Abstract

Data consistency conditions (DCC) are mathematical equations characterizing the redundancy in X-ray projections. They have been used to correct inconsistent projections before computed tomography (CT) reconstruction. This article investigates DCC for a helical acquisition with a cylindrical detector, the geometry of most diagnostic CT scanners. The acquired projections are analyzed pair-by-pair. The intersection of each plane containing the two source positions with the corresponding cone-beams defines two fan-beams for which a DCC can be computed. Instead of rebinning the two fan-beam projections to a conventional detector, we directly derive the DCC in detector coordinates. If the line defined by two source positions intersects the field-of-view (FOV), the DCC presents a singularity which is accounted for in our numerical implementation to increase the number of DCC compared to previous approaches which excluded these pairs of source positions. Axial truncation of the projections is addressed by identifying for which set of planes containing the two source positions the fan-beams are not truncated. The ability of these DCC to detect breathing motion has been evaluated on simulated and real projections.
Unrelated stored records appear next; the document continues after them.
//! Per-run import state and the single-netlist entry point.

use crate::builder::Counters;
use crate::error::ImportError;
use crate::importer::NetlistImporter;
use log::debug;
use std::collections::BTreeSet;
use tessel_common::Interner;
use tessel_config::{ImportConfig, LoweringMode};
use tessel_diagnostics::DiagnosticSink;
use tessel_ir::Design;
use tessel_netlist::{NetlistId, NetlistView};

/// Switches that select the lowering behavior of one run.
#[derive(Debug, Clone, Copy, Default, PartialEq, Eq)]
pub struct ImportOptions {
    /// Which lowering table is used.
    pub mode: LoweringMode,
    /// Keep unsupported primitives as opaque cells instead of failing.
    pub keep_going: bool,
}

impl From<&ImportConfig> for ImportOptions {
    fn from(config: &ImportConfig) -> Self {
        Self {
            mode: config.mode,
            keep_going: config.keep_going,
        }
    }
}

/// The name of the module a netlist is imported as.
///
/// Operator netlists get a `$operator$` prefix so their structural
/// expansions never collide with user modules.
pub fn module_name<V: NetlistView + ?Sized>(view: &V, nl: NetlistId) -> String {
    let name = view.netlist_name(nl);
    if view.netlist_type(nl).is_operator() {
        format!("$operator${name}")
    } else {
        name.to_string()
    }
}

/// State shared by every netlist imported in one run.
///
/// The anonymous-name and initializer-priority counters live here rather
/// than in globals, so independent sessions never interfere.
pub struct ImportSession<'a> {
    interner: &'a Interner,
    sink: &'a DiagnosticSink,
    options: ImportOptions,
    counters: Counters,
}

impl<'a> ImportSession<'a> {
    /// Creates a session.
    pub fn new(interner: &'a Interner, sink: &'a DiagnosticSink, options: ImportOptions) -> Self {
        Self {
            interner,
            sink,
            options,
            counters: Counters::default(),
        }
    }

    /// The options of this run.
    pub fn options(&self) -> ImportOptions {
        self.options
    }

    /// Imports `nl` as one module of `design`.
    ///
    /// Sub-circuits referenced by opaque cells are added to `pending`. An
    /// operator netlist whose module already exists is skipped; any other
    /// existing name is a [`ImportError::Redefinition`]. On error nothing is
    /// added to the design.
    pub fn import_netlist<V: NetlistView + ?Sized>(
        &mut self,
        view: &V,
        design: &mut Design,
        nl: NetlistId,
        pending: &mut BTreeSet<NetlistId>,
    ) -> Result<(), ImportError> {
        let name = module_name(view, nl);
        let ident = self.interner.get_or_intern(&name);
        if design.has_module(ident) {
            if view.netlist_type(nl).is_operator() {
                debug!("operator module `{name}` already imported");
                return Ok(());
            }
            return Err(ImportError::Redefinition { module: name });
        }

        let importer = NetlistImporter::new(
            view,
            nl,
            ident,
            self.interner,
            self.sink,
            self.options,
            &mut self.counters,
        );
        let module = importer.run(pending)?;
        design.add_module(module)?;
        Ok(())
    }
}
//! Text rendering of diagnostics.

use crate::diagnostic::Diagnostic;

/// Formats diagnostics for output.
pub trait DiagnosticRenderer {
    /// Renders a single diagnostic into a string.
    fn render(&self, diag: &Diagnostic) -> String;
}

/// Renders diagnostics in a compact compiler-style format:
///
/// ```text
/// warning[W300]: unsupported operator 'add_8' imported as sub-circuit
///   --> rtl/top.v:42
///    = note: ...
/// ```
#[derive(Default)]
pub struct PlainRenderer;

impl DiagnosticRenderer for PlainRenderer {
    fn render(&self, diag: &Diagnostic) -> String {
        let mut out = format!("{}[{}]: {}\n", diag.severity, diag.code, diag.message);
        if let Some(loc) = &diag.location {
            out.push_str(&format!("  --> {loc}\n"));
        }
        for note in &diag.notes {
            out.push_str(&format!("   = note: {note}\n"));
        }
        for help in &diag.help {
            out.push_str(&format!("   = help: {help}\n"));
        }
        out
    }
}
//! Lowering of an elaborated bit-level netlist into a [`Design`](tessel_ir::Design).
//!
//! Each sub-circuit reachable from the selected tops becomes one module.
//! Nets are mapped to wire bits by the [`NetMap`], RAM nets become memories,
//! primitives and operators are lowered through a gate-level or a cell-level
//! table chosen by [`LoweringMode`](tessel_config::LoweringMode), verification
//! primitives become assert/assume/cover cells, and every other instance
//! becomes an opaque cell whose sub-circuit is queued for import.
//!
//! # Usage
//!
//! ```ignore
//! let design = import_design(&mut netlist, &config.import, &interner, &sink)?;
//! ```

#![warn(missing_docs)]

mod builder;
mod cells;
pub mod dispatch;
pub mod error;
pub mod extnets;
mod gates;
mod importer;
pub mod memory;
pub mod resolver;
pub mod session;
mod sva;
pub mod worklist;

pub use dispatch::{dispatch, Route};
pub use error::{
    ImportError, E300, E301, E302, E303, E304, E305, E306, E307, E308, E309, E310, E311, E312, W300,
    W301,
};
pub use extnets::{hoist_external_nets, ExtNetHoister};
pub use memory::parse_wide_init;
pub use resolver::NetMap;
pub use session::{module_name, ImportOptions, ImportSession};
pub use worklist::{drain_worklist, import_design, resolve_tops};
Our results indicate that the DCC can detect motion if the baseline and the FOV do not intersect. If they do, the inconsistency due to motion is dominated by discretization errors and noise. We therefore propose to normalize the inconsistency by the noise to obtain a noise-aware metric which is mostly sensitive to inconsistencies due to motion. Combined with a moving average to reduce noise, the derived DCC can detect breathing motion.